Long black, short life? It’s said that we drink about three billion cups a day, globally. And as it goes with things we love the most, or feel addicted to, there’s long been a suspicion that coffee might be bad for us.
Even so, the extent to which scientists keep poking away at the coffee question is astonishing. As the authors of a new study observe:
“Over the past 40 years, the relationship between coffee and health has been featured in over 8000 medical studies.
“However, the debate as to whether coffee consumption is beneficial or detrimental to health still continues.”
In order to put the issue to bed, the researchers — from Adelaide, Addis Ababa and London — used genetic sceening technology “to establish the true effects of coffee consumption against 1117 clinical conditions.”
For this they analysed data from more than 300,000 participants in the UK Biobank using what’s known as a Mendelian randomisation phenome-wide association study.
They went looking for good effects as well as bad
“Despite the very large size of our study, and the hypothesis free approach allowing the identification of possible health effects across the spectrum of human disease, our analyses provided very little evidence for any effect,” they write.
“The only evidence for harm was seen with respect to osteoarthrosis, other arthropathies (joint diseases) and obesity.”
Osteoarthrosis is often confused with osteoarthritis, but they’re not quite the same thing. Osteoarthritis is an inflammatory condition, while osteoarthrosis is a degrading of the joints.
On the upside, the study found that coffee might be of benefit to women suffering post-menopausal bleeding.
Weighing up these conclusions
The association between coffee and degraded joints isn’t entirely new, but it borders on the obscure.
In an email responding to questions, Elina Hyppönen, Professor in Nutritional and Genetic Epidemiology at the University of South Australia, and co-author of the study, said:
“There has been only little prior interest in these associations, but experiments in rats have suggested that caffeine may affect the expression of IGF-1, which is a growth factor important for bone homeostasis and could affect the quality of articular cartilage.”
The coffee conundrum: how does it make you chunky?
If it’s true, it’s complicated. And inherently mysterious.
For a start, black coffee without sweetening has very few calories. And plenty of research suggests it’s a useful took for losing weight… not putting it on.
The most obvious conclusion is that it’s not coffee per se, but the tasty creamy and sweet stuff you put in it.
As Professor Hyppönen told The New Daily, regarding the evidence that higher coffee consumption may lead to obesity: “This might reflect greater energy intakes from what we put in the coffee (high fat milk/cream, syrups) or what we eat with coffee, rather than energy intakes from or effects by coffee itself.”
But there’s also the idea that coffee, drunk late in the day, leads to sleep loss, which in turn leads to snacking and piling on the kilos. It’s the sleep loss that does the damage. As the Harvard T.H. Chan School of Public Health advises:
“There are several possible ways that sleep deprivation could increase the chances of becoming obese. Sleep-deprived people may be too tired to exercise, decreasing the ‘calories burned’ side of the weight-change equation.
“Or people who don’t get enough sleep may take in more calories than those who do, simply because they are awake longer and have more opportunities to eat; lack of sleep also disrupts the balance of key hormones that control appetite, so sleep-deprived people may be hungrier than those who get enough rest each night.”
Up to five cups a day, no problem
Last year, Professor Hyppönen co-authored a widely-reported coffee study that answered a big question: how much coffee is too much?
Again, drawing on UK Biobank data of 347,077 participants aged 37-73 years, the researchers found that drinking six or more coffees a day increases your risk of heart disease by up to 22 per cent.
The study the study explored the ability of the caffeine-metabolizing gene (CYP1A2) to better process caffeine, identifying increased risks of cardiovascular disease in line with coffee consumption and genetic variations.

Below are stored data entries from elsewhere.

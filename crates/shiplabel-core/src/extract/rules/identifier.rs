//! Shipment identifier (BOL / load number) extraction.

use regex::Regex;

use super::patterns::{BOL_NUMBER, LOAD_NUMBER, PRIMARY_REFERENCE};
use super::{first_group, ExtractionMatch, FieldExtractor};
use crate::error::ExtractionError;

/// Identifier extractor trying labeled patterns in priority order.
#[derive(Debug, Clone)]
pub struct IdentifierExtractor {
    rules: Vec<Regex>,
}

impl IdentifierExtractor {
    /// The `BOL Number` / `Primary Reference` / `Load Number` chain for `PLS` codes.
    pub fn new() -> Self {
        Self {
            rules: vec![
                BOL_NUMBER.clone(),
                PRIMARY_REFERENCE.clone(),
                LOAD_NUMBER.clone(),
            ],
        }
    }

    /// Build a chain from custom labels (priority order) and code prefixes.
    pub fn with_labels<L, P>(labels: &[L], prefixes: &[P]) -> Result<Self, ExtractionError>
    where
        L: AsRef<str>,
        P: AsRef<str>,
    {
        if labels.is_empty() {
            return Err(invalid("at least one label is required"));
        }
        if prefixes.is_empty() || prefixes.iter().any(|p| p.as_ref().trim().is_empty()) {
            return Err(invalid("prefixes must be non-empty"));
        }

        let prefixes = prefixes
            .iter()
            .map(|p| regex::escape(p.as_ref().trim()))
            .collect::<Vec<_>>()
            .join("|");

        let rules = labels
            .iter()
            .map(|label| {
                let pattern = format!(
                    r"{}:\s*((?:{})\d+)",
                    regex::escape(label.as_ref().trim()),
                    prefixes
                );
                Regex::new(&pattern).map_err(|e| invalid(&e.to_string()))
            })
            .collect::<Result<Vec<_>, _>>()?;

        Ok(Self { rules })
    }
}

fn invalid(reason: &str) -> ExtractionError {
    ExtractionError::InvalidPattern {
        field: "identifier".to_string(),
        reason: reason.to_string(),
    }
}

impl Default for IdentifierExtractor {
    fn default() -> Self {
        Self::new()
    }
}

impl FieldExtractor for IdentifierExtractor {
    type Output = ExtractionMatch<String>;

    fn extract(&self, text: &str) -> Option<Self::Output> {
        // Rule order wins over position in the text
        self.rules
            .iter()
            .find_map(|rule| rule.captures(text).and_then(|caps| first_group(&caps)))
    }

    fn extract_all(&self, text: &str) -> Vec<Self::Output> {
        self.rules
            .iter()
            .flat_map(|rule| rule.captures_iter(text))
            .filter_map(|caps| first_group(&caps))
            .collect()
    }
}

/// Extract the shipment identifier with the default rule chain.
pub fn extract_identifier(text: &str) -> Option<String> {
    IdentifierExtractor::new().extract(text).map(|m| m.value)
}
//! Shipment field extraction from BOL page text.

mod parser;
pub mod rules;

pub use parser::{BolParser, ExtractionResult, DEFAULT_MAX_PIECES};

use crate::models::shipment::ShipmentFields;

/// Trait for shipment field extractors.
///
/// Extraction is total: a field that cannot be found is left empty and the
/// piece count falls back to 1.
pub trait ShipmentExtractor {
    /// Extract shipment fields from the plain text of one page.
    fn extract(&self, text: &str) -> ShipmentFields;
}
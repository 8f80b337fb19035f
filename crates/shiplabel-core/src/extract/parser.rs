//! Bill-of-lading parser combining the field rules.

use std::collections::BTreeMap;
#[cfg(not(target_arch = "wasm32"))]
use std::time::Instant;

use tracing::{debug, warn};

use crate::error::ExtractionError;
use crate::models::config::{CarrierStrategy, ExtractionConfig, PieceCountStrategy};
use crate::models::shipment::ShipmentFields;

use super::rules::{
    CarrierExtractor, ExtractionMatch, FieldExtractor, IdentifierExtractor, LabeledField,
    PieceCountExtractor,
};
use super::ShipmentExtractor;

/// Result of parsing one page of text.
#[derive(Debug, Clone)]
pub struct ExtractionResult {
    /// Extracted shipment fields.
    pub fields: ShipmentFields,
    /// Matched source text per field name.
    pub sources: BTreeMap<&'static str, ExtractionMatch<String>>,
    /// Extraction warnings.
    pub warnings: Vec<String>,
    /// Processing time in microseconds (always 0 on wasm32).
    pub processing_time_us: u64,
}

impl ExtractionResult {
    /// Whether the page carries a shipment (an identifier was found).
    pub fn has_shipment(&self) -> bool {
        !self.fields.identifier.is_empty()
    }
}

/// Rule-based BOL parser.
pub struct BolParser {
    identifier: IdentifierExtractor,
    carrier: CarrierExtractor,
    order_number: LabeledField,
    tracking_number: LabeledField,
    pieces: PieceCountExtractor,
    max_pieces: u32,
}

/// Default ceiling for an extracted piece count.
pub const DEFAULT_MAX_PIECES: u32 = 999;

impl BolParser {
    /// Create a new parser with the canonical rule chain.
    pub fn new() -> Self {
        Self {
            identifier: IdentifierExtractor::new(),
            carrier: CarrierExtractor::new(),
            order_number: LabeledField::order_number(),
            tracking_number: LabeledField::tracking_number(),
            pieces: PieceCountExtractor::new(),
            max_pieces: DEFAULT_MAX_PIECES,
        }
    }

    /// Build a parser from configuration.
    pub fn from_config(config: &ExtractionConfig) -> Result<Self, ExtractionError> {
        let identifier = IdentifierExtractor::with_labels(
            &config.identifier_labels,
            &config.identifier_prefixes,
        )?;

        Ok(Self::new()
            .with_identifier_extractor(identifier)
            .with_carrier_strategy(config.carrier_strategy)
            .with_piece_count_strategy(config.piece_count_strategy, config.grand_total_window)
            .with_max_pieces(config.max_piece_count))
    }

    /// Replace the identifier rule chain.
    pub fn with_identifier_extractor(mut self, identifier: IdentifierExtractor) -> Self {
        self.identifier = identifier;
        self
    }

    /// Set the carrier strategy.
    pub fn with_carrier_strategy(mut self, strategy: CarrierStrategy) -> Self {
        self.carrier = CarrierExtractor::new().with_strategy(strategy);
        self
    }

    /// Set the piece count strategy and the grand-total window size.
    pub fn with_piece_count_strategy(mut self, strategy: PieceCountStrategy, window: usize) -> Self {
        self.pieces = PieceCountExtractor::new()
            .with_strategy(strategy)
            .with_window(window);
        self
    }

    /// Set the largest accepted piece count.
    pub fn with_max_pieces(mut self, max_pieces: u32) -> Self {
        self.max_pieces = max_pieces;
        self
    }

    /// Parse one page of text.
    pub fn parse(&self, text: &str) -> ExtractionResult {
        // Instant is unavailable on wasm32-unknown-unknown
        #[cfg(not(target_arch = "wasm32"))]
        let start = Instant::now();
        let mut sources = BTreeMap::new();
        let mut warnings = Vec::new();

        let mut take = |name: &'static str, found: Option<ExtractionMatch<String>>| -> String {
            match found {
                Some(m) => {
                    let value = m.value.clone();
                    sources.insert(name, m);
                    value
                }
                None => String::new(),
            }
        };

        let identifier = take("identifier", self.identifier.extract(text));
        let carrier_code = take("carrier_code", self.carrier.extract(text));
        let order_number = take("order_number", self.order_number.extract(text));
        let tracking_number = take("tracking_number", self.tracking_number.extract(text));
        let raw_pieces = take("piece_count", self.pieces.extract(text));

        let piece_count = if raw_pieces.is_empty() {
            1
        } else {
            match raw_pieces.parse::<u32>() {
                Ok(n) if n > 0 && n <= self.max_pieces => n,
                Ok(n) if n > self.max_pieces => {
                    warn!("Piece count {} exceeds {}, using 1", n, self.max_pieces);
                    warnings.push(format!(
                        "piece count {} exceeds the limit of {}, using 1",
                        n, self.max_pieces
                    ));
                    1
                }
                _ => {
                    warn!("Piece count {:?} is not a positive number, using 1", raw_pieces);
                    warnings.push(format!(
                        "piece count {:?} is not a positive number, using 1",
                        raw_pieces
                    ));
                    1
                }
            }
        };

        if identifier.is_empty() {
            warnings.push("no shipment identifier found".to_string());
        }
        if order_number.is_empty() {
            warnings.push("no sales order found".to_string());
        }

        let fields = ShipmentFields {
            identifier,
            order_number,
            carrier_code,
            tracking_number,
            piece_count,
        };

        debug!(
            "Extracted {:?} (order {:?}, {} piece(s)) from {} chars",
            fields.identifier,
            fields.order_number,
            fields.piece_count,
            text.len()
        );

        #[cfg(not(target_arch = "wasm32"))]
        let processing_time_us = start.elapsed().as_micros() as u64;
        #[cfg(target_arch = "wasm32")]
        let processing_time_us = 0;

        ExtractionResult {
            fields,
            sources,
            warnings,
            processing_time_us,
        }
    }
}

impl Default for BolParser {
    fn default() -> Self {
        Self::new()
    }
}

impl ShipmentExtractor for BolParser {
    fn extract(&self, text: &str) -> ShipmentFields {
        self.parse(text).fields
    }
}

#[cfg(test)]
mod tests {
    use super::*;
    use pretty_assertions::assert_eq;

    const BOL_PAGE: &str = r#"
        STRAIGHT BILL OF LADING - SHORT FORM
        BOL Number: PLS12345          Ship Date: 01/15/2024
        Carrier: ABCD Freight Systems
        SCAC: ABCD
        Sales Order: SO-9988-1
        Pro Number: 555666
        Pieces: 3
        HANDLING UNITS   WEIGHT   DESCRIPTION
    "#;

    #[test]
    fn test_parse_full_page() {
        let result = BolParser::new().parse(BOL_PAGE);

        assert_eq!(
            result.fields,
            ShipmentFields {
                identifier: "PLS12345".to_string(),
                order_number: "SO-9988-1".to_string(),
                carrier_code: "ABCD".to_string(),
                tracking_number: "555666".to_string(),
                piece_count: 3,
            }
        );
        assert!(result.warnings.is_empty());
        assert!(result.has_shipment());
        assert_eq!(result.sources["identifier"].source, "BOL Number: PLS12345");
    }

    #[test]
    fn test_no_identifier_is_not_a_shipment() {
        let result = BolParser::new().parse("Page 2 of 2\nTerms and conditions");

        assert_eq!(result.fields, ShipmentFields::default());
        assert!(!result.has_shipment());
        assert_eq!(result.warnings.len(), 2);
    }

    #[test]
    fn test_zero_piece_count_clamped() {
        let result = BolParser::new().parse("BOL Number: PLS1\nPieces: 0");
        assert_eq!(result.fields.piece_count, 1);
        assert!(result.warnings.iter().any(|w| w.contains("piece count")));

        let huge = BolParser::new().parse("BOL Number: PLS1\nPieces: 99999999999");
        assert_eq!(huge.fields.piece_count, 1);
    }

    #[test]
    fn test_piece_count_above_limit_clamped() {
        let result = BolParser::new().parse("BOL Number: PLS1\nPieces: 125000");
        assert_eq!(result.fields.piece_count, 1);
        assert!(result.warnings.iter().any(|w| w.contains("exceeds the limit of 999")));

        let parser = BolParser::new().with_max_pieces(5);
        assert_eq!(parser.extract("BOL Number: PLS1\nPieces: 5").piece_count, 5);
        assert_eq!(parser.extract("BOL Number: PLS1\nPieces: 6").piece_count, 1);
    }

    #[test]
    fn test_missing_pieces_defaults_to_one() {
        let text = "BOL Number: PLS7\nSales Order: SO-1";
        assert_eq!(BolParser::new().extract(text).piece_count, 1);
    }

    #[test]
    fn test_extract_is_idempotent() {
        let parser = BolParser::new();
        assert_eq!(parser.extract(BOL_PAGE), parser.extract(BOL_PAGE));
    }

    #[test]
    fn test_from_config() {
        let config = ExtractionConfig {
            identifier_prefixes: vec!["PLS".to_string(), "LD".to_string()],
            carrier_strategy: CarrierStrategy::CarrierName,
            piece_count_strategy: PieceCountStrategy::GrandTotalWindow,
            max_piece_count: 2,
            ..Default::default()
        };
        let parser = BolParser::from_config(&config).unwrap();
        assert_eq!(parser.extract("BOL Number: PLS1\n3 640 GRAND TOTAL").piece_count, 1);

        let text = "Load Number: LD42\nCarrier: Saia LTL Freight\n2 640 GRAND TOTAL";
        let fields = parser.extract(text);
        assert_eq!(fields.identifier, "LD42");
        assert_eq!(fields.carrier_code, "Saia");
        assert_eq!(fields.piece_count, 2);
    }

    #[test]
    fn test_from_config_rejects_empty_labels() {
        let config = ExtractionConfig {
            identifier_labels: Vec::new(),
            ..Default::default()
        };
        assert!(BolParser::from_config(&config).is_err());
    }
}
//! Generate command - BOL PDFs to packaged labels.

use std::fs;
use std::path::PathBuf;
use std::time::Instant;

use clap::Args;
use console::style;
use glob::glob;
use indicatif::{ProgressBar, ProgressStyle};
use tracing::debug;

use shiplabel_core::{BatchProcessor, SourceDocument};

use super::{deliver, load_config, OutputArgs};

/// Arguments for the generate command.
#[derive(Args)]
pub struct GenerateArgs {
    /// Input files or glob pattern
    #[arg(required = true)]
    input: String,

    #[command(flatten)]
    output: OutputArgs,
}

pub async fn run(args: GenerateArgs, config_path: Option<&str>) -> anyhow::Result<()> {
    let start = Instant::now();

    let mut config = load_config(config_path)?;
    args.output.apply(&mut config);

    // Expand glob pattern
    let files: Vec<PathBuf> = glob(&args.input)?
        .filter_map(|r| r.ok())
        .filter(|p| {
            p.extension()
                .and_then(|e| e.to_str())
                .is_some_and(|e| e.eq_ignore_ascii_case("pdf"))
        })
        .collect();

    if files.is_empty() {
        anyhow::bail!("No matching PDF files found for pattern: {}", args.input);
    }

    println!(
        "{} Found {} file(s) to process",
        style("ℹ").blue(),
        files.len()
    );

    let pb = ProgressBar::new(files.len() as u64);
    pb.set_style(
        ProgressStyle::default_bar()
            .template("{spinner:.green} [{elapsed_precise}] [{bar:40.cyan/blue}] {pos}/{len} {msg}")?
            .progress_chars("=>-"),
    );

    let mut documents = Vec::with_capacity(files.len());
    for path in &files {
        let name = path
            .file_name()
            .and_then(|s| s.to_str())
            .unwrap_or("document.pdf")
            .to_string();
        pb.set_message(name.clone());
        documents.push(SourceDocument::new(name, fs::read(path)?));
        pb.inc(1);
    }
    pb.finish_and_clear();

    let processor = BatchProcessor::from_config(&config)?;
    let report = processor.process_documents(&documents)?;

    deliver(&report, &config, &args.output.output_dir)?;

    debug!("Total processing time: {:?}", start.elapsed());
    Ok(())
}
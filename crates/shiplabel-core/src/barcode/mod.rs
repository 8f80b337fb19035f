//! Barcode generation.
//!
//! Barcodes are rendered to an in-memory grayscale raster owned by the
//! caller. Nothing touches the filesystem.

pub mod code128;

use std::io::Cursor;

use image::{GrayImage, ImageFormat, Luma};
use tracing::trace;

use crate::error::BarcodeError;
use crate::models::config::BarcodeConfig;

const BLACK: Luma<u8> = Luma([0]);
const WHITE: Luma<u8> = Luma([255]);

/// A rendered Code 128 barcode.
#[derive(Debug, Clone)]
pub struct BarcodeImage {
    payload: String,
    image: GrayImage,
}

impl BarcodeImage {
    /// Encoded payload.
    pub fn payload(&self) -> &str {
        &self.payload
    }

    /// Raster width in pixels.
    pub fn width(&self) -> u32 {
        self.image.width()
    }

    /// Raster height in pixels.
    pub fn height(&self) -> u32 {
        self.image.height()
    }

    /// 8-bit grayscale samples, row-major.
    pub fn pixels(&self) -> &[u8] {
        self.image.as_raw()
    }

    /// The raster itself.
    pub fn image(&self) -> &GrayImage {
        &self.image
    }

    /// Encode the raster as PNG.
    pub fn to_png(&self) -> Result<Vec<u8>, BarcodeError> {
        let mut data = Vec::new();
        self.image
            .write_to(&mut Cursor::new(&mut data), ImageFormat::Png)
            .map_err(|e| BarcodeError::Raster(e.to_string()))?;
        Ok(data)
    }
}

/// Render `payload` as a Code 128 barcode.
pub fn generate(payload: &str, config: &BarcodeConfig) -> Result<BarcodeImage, BarcodeError> {
    if config.module_width == 0 || config.height == 0 {
        return Err(BarcodeError::Raster(format!(
            "invalid raster geometry: module width {}, height {}",
            config.module_width, config.height
        )));
    }

    let modules = code128::encode(payload)?;
    let quiet = config.quiet_zone as usize;
    let width = (modules.len() + 2 * quiet) as u32 * config.module_width;

    let image = GrayImage::from_fn(width, config.height, |x, _| {
        let module = (x / config.module_width) as usize;
        match module.checked_sub(quiet).and_then(|m| modules.get(m)) {
            Some(true) => BLACK,
            _ => WHITE,
        }
    });

    trace!(
        "Rendered barcode {:?}: {} modules, {}x{} px",
        payload,
        modules.len(),
        image.width(),
        image.height()
    );

    Ok(BarcodeImage {
        payload: payload.to_string(),
        image,
    })
}
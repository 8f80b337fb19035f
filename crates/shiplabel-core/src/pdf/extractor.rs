//! Per-page text extraction using lopdf and pdf-extract.

use std::cell::OnceCell;

use lopdf::Document;
use tracing::debug;

use super::{PdfProcessor, Result};
use crate::error::PdfError;

/// PDF text extractor.
///
/// Page texts are extracted on first use and cached for the lifetime of the
/// loaded document.
pub struct PdfExtractor {
    document: Option<Document>,
    raw_data: Vec<u8>,
    pages: OnceCell<Vec<String>>,
}

impl PdfExtractor {
    /// Create a new PDF extractor.
    pub fn new() -> Self {
        Self {
            document: None,
            raw_data: Vec::new(),
            pages: OnceCell::new(),
        }
    }

    /// Load a document and return a ready extractor.
    pub fn from_bytes(data: &[u8]) -> Result<Self> {
        let mut extractor = Self::new();
        extractor.load(data)?;
        Ok(extractor)
    }

    fn page_texts(&self) -> Result<&Vec<String>> {
        if let Some(pages) = self.pages.get() {
            return Ok(pages);
        }
        if self.document.is_none() {
            return Err(PdfError::Parse("No document loaded".to_string()));
        }

        let mut pages = pdf_extract::extract_text_from_mem_by_pages(&self.raw_data)
            .map_err(|e| PdfError::TextExtraction(e.to_string()))?;

        // pdf-extract may emit fewer chunks than pages for blank trailing pages
        let expected = self.page_count() as usize;
        if pages.len() < expected {
            pages.resize(expected, String::new());
        }

        debug!(
            "Extracted {} chars of text from {} pages",
            pages.iter().map(String::len).sum::<usize>(),
            pages.len()
        );
        Ok(self.pages.get_or_init(|| pages))
    }
}

impl Default for PdfExtractor {
    fn default() -> Self {
        Self::new()
    }
}

impl PdfProcessor for PdfExtractor {
    fn load(&mut self, data: &[u8]) -> Result<()> {
        let mut doc = Document::load_mem(data).map_err(|e| PdfError::Parse(e.to_string()))?;

        // Handle PDFs with empty password encryption
        if doc.is_encrypted() {
            if doc.decrypt("").is_err() {
                return Err(PdfError::Encrypted);
            }
            debug!("Decrypted PDF with empty password");

            let mut decrypted_data = Vec::new();
            doc.save_to(&mut decrypted_data)
                .map_err(|e| PdfError::Parse(format!("Failed to save decrypted PDF: {}", e)))?;
            self.raw_data = decrypted_data;
        } else {
            self.raw_data = data.to_vec();
        }

        let page_count = doc.get_pages().len();
        if page_count == 0 {
            return Err(PdfError::NoPages);
        }

        debug!("Loaded PDF with {} pages", page_count);
        self.document = Some(doc);
        self.pages = OnceCell::new();
        Ok(())
    }

    fn page_count(&self) -> u32 {
        self.document
            .as_ref()
            .map(|doc| doc.get_pages().len() as u32)
            .unwrap_or(0)
    }

    fn extract_page_text(&self, page: u32) -> Result<String> {
        if page == 0 || page > self.page_count() {
            return Err(PdfError::InvalidPage(page));
        }
        let pages = self.page_texts()?;
        pages
            .get((page - 1) as usize)
            .cloned()
            .ok_or(PdfError::InvalidPage(page))
    }

    fn extract_pages(&self) -> Result<Vec<String>> {
        self.page_texts().cloned()
    }
}

#[cfg(test)]
mod tests {
    use super::*;
    use lopdf::content::{Content, Operation};
    use lopdf::{dictionary, Object, Stream};

    fn text_pdf(pages: &[&[&str]]) -> Vec<u8> {
        let mut doc = Document::with_version("1.5");
        let pages_id = doc.new_object_id();
        let font_id = doc.add_object(dictionary! {
            "Type" => "Font",
            "Subtype" => "Type1",
            "BaseFont" => "Helvetica",
            "Encoding" => "WinAnsiEncoding",
        });
        let resources_id = doc.add_object(dictionary! {
            "Font" => dictionary! { "F1" => font_id },
        });

        let mut kids = Vec::new();
        for lines in pages {
            let mut operations = vec![
                Operation::new("BT", vec![]),
                Operation::new("Tf", vec!["F1".into(), 12.into()]),
                Operation::new("TL", vec![16.into()]),
                Operation::new("Td", vec![50.into(), 740.into()]),
            ];
            for line in lines.iter() {
                operations.push(Operation::new("Tj", vec![Object::string_literal(*line)]));
                operations.push(Operation::new("T*", vec![]));
            }
            operations.push(Operation::new("ET", vec![]));

            let content = Content { operations };
            let content_id = doc.add_object(Stream::new(dictionary! {}, content.encode().unwrap()));
            let page_id = doc.add_object(dictionary! {
                "Type" => "Page",
                "Parent" => pages_id,
                "Contents" => content_id,
            });
            kids.push(page_id.into());
        }

        let count = kids.len() as i64;
        doc.objects.insert(
            pages_id,
            Object::Dictionary(dictionary! {
                "Type" => "Pages",
                "Kids" => kids,
                "Count" => count,
                "Resources" => resources_id,
                "MediaBox" => vec![0.into(), 0.into(), 612.into(), 792.into()],
            }),
        );
        let catalog_id = doc.add_object(dictionary! {
            "Type" => "Catalog",
            "Pages" => pages_id,
        });
        doc.trailer.set("Root", catalog_id);

        let mut out = Vec::new();
        doc.save_to(&mut out).unwrap();
        out
    }

    #[test]
    fn test_pdf_extractor_new() {
        let extractor = PdfExtractor::new();
        assert!(extractor.document.is_none());
        assert_eq!(extractor.page_count(), 0);
        assert!(extractor.extract_pages().is_err());
    }

    #[test]
    fn test_extract_pages() {
        let data = text_pdf(&[&["BOL Number: PLS100", "SCAC: ABCD"], &["Terms and conditions"]]);
        let extractor = PdfExtractor::from_bytes(&data).unwrap();

        assert_eq!(extractor.page_count(), 2);
        let pages = extractor.extract_pages().unwrap();
        assert_eq!(pages.len(), 2);
        assert!(pages[0].contains("BOL Number: PLS100"));
        assert!(pages[0].contains("SCAC: ABCD"));
        assert!(pages[1].contains("Terms and conditions"));
        assert!(!pages[1].contains("PLS100"));
    }

    #[test]
    fn test_invalid_page() {
        let data = text_pdf(&[&["only page"]]);
        let extractor = PdfExtractor::from_bytes(&data).unwrap();

        assert!(matches!(extractor.extract_page_text(0), Err(PdfError::InvalidPage(0))));
        assert!(matches!(extractor.extract_page_text(2), Err(PdfError::InvalidPage(2))));
        assert!(extractor.extract_page_text(1).unwrap().contains("only page"));
    }

    #[test]
    fn test_garbage_is_parse_error() {
        let result = PdfExtractor::from_bytes(b"definitely not a pdf");
        assert!(matches!(result, Err(PdfError::Parse(_))));
    }
}
//! CLI application for generating shipping labels from bills of lading.

mod commands;

use clap::{Parser, Subcommand};
use tracing::Level;
use tracing_subscriber::FmtSubscriber;

use commands::{config, extract, generate, manual};

/// Shipping labels - turn bill-of-lading PDFs into printable piece labels
#[derive(Parser)]
#[command(name = "shiplabel")]
#[command(author, version, about, long_about = None)]
struct Cli {
    /// Enable verbose output
    #[arg(short, long, action = clap::ArgAction::Count, global = true)]
    verbose: u8,

    /// Path to config file
    #[arg(short, long, global = true)]
    config: Option<String>,

    #[command(subcommand)]
    command: Commands,
}

#[derive(Subcommand)]
enum Commands {
    /// Generate labels from BOL PDF files
    Generate(generate::GenerateArgs),

    /// Generate labels from manually entered shipments
    Manual(manual::ManualArgs),

    /// Show the shipment fields extracted from each page
    Extract(extract::ExtractArgs),

    /// Manage configuration
    Config(config::ConfigArgs),
}

#[tokio::main]
async fn main() -> anyhow::Result<()> {
    let cli = Cli::parse();

    // Set up logging based on verbosity
    let level = match cli.verbose {
        0 => Level::WARN,
        1 => Level::INFO,
        2 => Level::DEBUG,
        _ => Level::TRACE,
    };

    let subscriber = FmtSubscriber::builder()
        .with_max_level(level)
        .with_target(false)
        .with_writer(std::io::stderr)
        .finish();

    tracing::subscriber::set_global_default(subscriber)?;

    match cli.command {
        Commands::Generate(args) => generate::run(args, cli.config.as_deref()).await,
        Commands::Manual(args) => manual::run(args, cli.config.as_deref()).await,
        Commands::Extract(args) => extract::run(args, cli.config.as_deref()).await,
        Commands::Config(args) => config::run(args, cli.config.as_deref()).await,
    }
}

Prof Hyppönen, in a 2019 prepared statement, said that despite carriers of the fast-processing gene variation being four times quicker at metabolising caffeine, the research does not support the belief that these people could safely consume more caffeine, more frequently, without detrimental health effects.
Cardiovascular disease wasn’t explored in then new study. Professor Hyppönen told The New Daily: “The approach we used in this study was not suitable for looking at the effects of coffee on heart disease, and that is one of the main limitations with this study.
“This is because we know that genetic variants affecting blood pressure in part determine how much coffee we drink, and are likely explain in part why people tend to either want to drink more or less coffee.
“That is, people who have genetic variants which predispose them to lower blood pressure, tend to drink more coffee than others, likely because coffee makes them feel slightly better. We have another study on this but not published yet…”
In other words, this may not be the last word after all.